Among the most outlandish mainstream horror films of recent memory, Malignant marks James Wan’s return to B movies (unless you count Aquaman).
A kind of giallo Basket Case, this wacky slasher opens with a comedy sequence introducing a creature called Gabriel who broadcasts his malicious thoughts via radio a bit like Julia Hartley-Brewer. Not only does this require every character to always be standing near a radio, it causes a bizarre gear shift when the following scenes concern miscarriage and domestic violence.
Here we meet a pregnant woman (Annabelle Wallis) who gets smashed into a wall by her husband (Jake Abel), then witnesses a series of brutal murders from the comfort of her living room. That’s not to say she watches a lot of Netflix (why would she need to when her radio still works?), rather she is mentally transported to the crime scenes while doing everyday things like brushing her teeth and bleeding from the head.
This causes the common problem of making the protagonist a passenger in her own story, not helped by a one-note performance from Wallis. The best that can be said for the acting in general is that the director is clearly confused about the tone and the script is a concussed trip to the cheese market, with lines including, “It’s time to cut out the cancer!” and “In the end it was right in front of me all along.”
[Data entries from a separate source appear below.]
//! Caller identity.
//!
//! There is no session layer; each request names its user through headers and the
//! resulting [`UserContext`] is passed explicitly to every handler and storage call.

use crate::errors::AppError;
use crate::validation::is_valid_email;
use async_trait::async_trait;
use axum::{extract::FromRequestParts, http::request::Parts};

pub const USER_ID_HEADER: &str = "x-user-id";
pub const USER_EMAIL_HEADER: &str = "x-user-email";
const MAX_USER_ID_LEN: usize = 64;

#[derive(Debug, Clone, PartialEq, Eq)]
pub struct UserContext {
    pub user_id: String,
    pub email: Option<String>,
}

impl UserContext {
    pub fn new(user_id: &str, email: Option<&str>) -> Result<Self, AppError> {
        let user_id = user_id.trim();
        if user_id.is_empty() {
            return Err(AppError::Unauthorized("Missing user identity".to_string()));
        }
        if user_id.len() > MAX_USER_ID_LEN
            || !user_id
                .chars()
                .all(|c| c.is_ascii_alphanumeric() || matches!(c, '_' | '-' | '.' | '@'))
        {
            return Err(AppError::Unauthorized("Malformed user identity".to_string()));
        }

        let email = match email.map(str::trim).filter(|e| !e.is_empty()) {
            Some(e) if is_valid_email(e) => Some(e.to_string()),
            Some(_) => {
                return Err(AppError::BadRequest(
                    "Valid email is required".to_string(),
                ))
            }
            None => None,
        };

        Ok(Self {
            user_id: user_id.to_string(),
            email,
        })
    }
}

#[async_trait]
impl<S> FromRequestParts<S> for UserContext
where
    S: Send + Sync,
{
    type Rejection = AppError;

    async fn from_request_parts(parts: &mut Parts, _state: &S) -> Result<Self, Self::Rejection> {
        let user_id = parts
            .headers
            .get(USER_ID_HEADER)
            .and_then(|v| v.to_str().ok())
            .ok_or_else(|| {
                AppError::Unauthorized(format!("Missing {} header", USER_ID_HEADER))
            })?;

        let email = parts
            .headers
            .get(USER_EMAIL_HEADER)
            .and_then(|v| v.to_str().ok());

        UserContext::new(user_id, email)
    }
}
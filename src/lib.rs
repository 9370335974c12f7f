//! Founder Onboarding API Library
//!
//! Backend for a founder-onboarding flow: company profile, document uploads,
//! notifications, support chat, an investability score, and mocked identity,
//! bank-data and cap-table integrations.
//!
//! # Modules
//!
//! - `api`: HTTP-facing handlers and routing.
//! - `core`: Scoring, validation, models and errors.
//! - `integrations`: Third-party capability traits and their mock providers.
//! - `config`: Configuration management.
//! - `db`: Database connection, pool and migrations.
//! - `db_storage`: Database storage operations.
//! - `demo`: Sample payloads for demo mode.
//! - `errors`: Error handling types.
//! - `files_handler`: Upload and listing of documents.
//! - `handlers`: Application state and onboarding handlers.
//! - `integrations_handler`: Provider-backed handlers.
//! - `models`: Core data models.
//! - `routes`: Router construction.
//! - `scoring`: Investability scoring.
//! - `user_context`: Caller identity extraction.
//! - `validation`: Request and upload validation.

pub mod api;
pub mod core;
pub mod integrations;

pub mod config;
pub mod db;
pub mod db_storage;
pub mod demo;
pub mod errors;
pub mod files_handler;
pub mod handlers;
pub mod integrations_handler;
pub mod models;
pub mod routes;
pub mod scoring;
pub mod user_context;
pub mod validation;
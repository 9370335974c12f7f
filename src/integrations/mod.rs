//! Third-party capability interfaces.
//!
//! Handlers depend only on these traits. The shipped implementations return static
//! payloads and make no network calls.

pub mod cap_table;
pub mod financials;
pub mod verification;

pub use cap_table::{CapTableProvider, MockCapTableProvider};
pub use financials::{FinancialsProvider, MockFinancialsProvider};
pub use verification::{MockVerificationProvider, VerificationProvider};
Wan sees no use in suspense and immediately reveals Gabriel, whose appearance suggests his problems started when he was kicked out of Slipknot. How can a man who has created three successful horror franchises only be capable of imagining one type of monster? Malignant also features hypnosis, a scene set in a women’s prison cell and ludicrous yet predictable twists that don’t so much explain the preceding nonsense as confirm that it was never trying to make any sense.
These ridiculous revelations throw the film’s geography out the window and result in people walking backwards for entire scenes, making for a hilarious climax to one of the stupidest movies ever misconceived. If Wan is hoping to rekindle the cancer slasher genre in which he made his name, he needs a far better sense of tumour.